Charles Pasqua
Charles Pasqua
Lorsqu’en novembre 1961 , je fus engagée par la Sté Ricard pour devenir la secrétaire du Patron, je dus faire un stage de quinze jours au siège social de la société , à Marseille. Dire que j’ai été reçue les bras ouverts par l’ensemble du personnel des bureaux serait excessif. Une Parisienne promue à ce poste fort honorifique, alors que de bonnes secrétaires de direction , Marseillaises de surcroît, enviaient le poste ? C’était inconcevable…
Seul , Mr Pasqua, alors directeur des Ventes pour la région du Midi , m’accueillit dans son bureau, avec beaucoup de bonhomie. Connaissant en partie mon passé dans les théâtres parisiens , il me serra main et me dit, avec un accent marseillais inégalable : « Madame Latour, la vente, c’est de la ‘’Caumédie’’.. » Il me fit asseoir et , se transformant en un sosie de Fernandel, il me joua différents sketchs, concernant tout d’abord le comportement des cafetiers: celui qui aimait le Ricard et en poussait la vente, celui qui le détestait et évitait d’en servir et celui qui, n’ayant aucune de préférence, offrait le pastis qu’on lui demandait. Selon le même procédé , M. Pasqua enchaîna sur l’attitude des clients : l’amateur de Ricard, l’ennemi du produit et l’indifférent . Il ne s’en tint pas là et m’interpréta pour finir le bon et le mauvais représentant.
Son numéro terminé ,il parut désolé : « Ah ! quel dommage que vous n’ayez pas été là , le mois dernier, vous auriez assisté à la réunion des agents de vente…enfin cela ne fait rien, je vais vous faire entendre la bande ». Ainsi, j’ai écouté son ancien discours sur magnétophone. Après quelques envolée lyriques, il terminait son allocution par cette phrase inoubliable :
« Jésus-Christ a promis, aux hommes, le Bonheur dans le ciel, Paul Ricard leur donne sur la terre ».

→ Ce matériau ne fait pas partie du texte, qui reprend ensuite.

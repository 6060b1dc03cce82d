//! Voice Briefing Commands

use crate::models::response::CommandResponse;
use crate::services::briefing::{AudioSink, BriefingStats, BriefingToggle};
use crate::state::AppState;
use crate::utils::error::AppResult;

/// Start a briefing over the current alerts, or stop the active one.
pub async fn start_briefing(
    state: &AppState,
    sink: Box<dyn AudioSink>,
) -> CommandResponse<BriefingToggle> {
    toggle(state, sink).await.into()
}

/// Stop the active briefing; `None` when nothing was running.
pub async fn stop_briefing(state: &AppState) -> CommandResponse<Option<BriefingStats>> {
    state.briefing().stop().await.into()
}

async fn toggle(state: &AppState, sink: Box<dyn AudioSink>) -> AppResult<BriefingToggle> {
    let alerts = state.store().read().await.alerts().to_vec();
    state.briefing().toggle(&alerts, sink).await
}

J’avoue que j’ai été assez bluffée…
Quelques mois plus tard , alors que j’étais en fonction, j’ai eu l ‘honneur d’être conviée à la nouvelle réunion officielle des représentants, agents généraux et directeurs commerciaux de la Société : plus d’une centaine de personnes… Tous des hommes !!! Chacun portait un blouson rouge avec un écusson ‘’Ricard’’ sur la poitrine. Après le discours, toujours aussi enflammé de Charles Pasqua, la main sur la couture du pantalon, le regard fixé droit devant eux, les assistants entamèrent à l’unisson l’hymne Ricard , composé sur la musique de ‘’L’Ave Maria’’:
‘’ Oh Toi ! sainte Marthe [1]
‘’ Reine du Paraclet,
‘’ Avant qu’on ne parte,
‘’ Sers un Ricard bien frais.
Refrain
‘’ Ave, ave, ave cinq volumes d’eau !
‘’ Ave, ave, ave cinq volumes d’eau !
‘’ Aux hypocondriaques
‘’ Il redonne la joie,
‘’ Il prévient les attaques
‘’ Et les crises de foie !
Refrain
‘’ Ave, ave, ave cinq volumes d’eau !
‘’ Ave, ave, ave cinq volumes d’eau. !
La cérémonie terminée, ‘’les vainqueurs de la soif’’ s’en allaient gaillardement rendre visite aux bistrots les plus proches. Dès l’entrée de ses troupes, le futur Ministre de l’Intérieur , s’adressant au patron, annonçait : « A la Mienne ! à la Tienne ! à la Sienne ! à la Nôtre ! à la Vôtre ! à la Leur ! » , ce qu’on pouvait traduire par « six Ricard pour chacun »
Apparemment cette manière de diriger était excellente, puisqu’en 1961, année de mon engagement, il avait été vendu II.000.000 de bouteilles , l’année suivante 16.000.000 et la courbe ne cessait de grimper.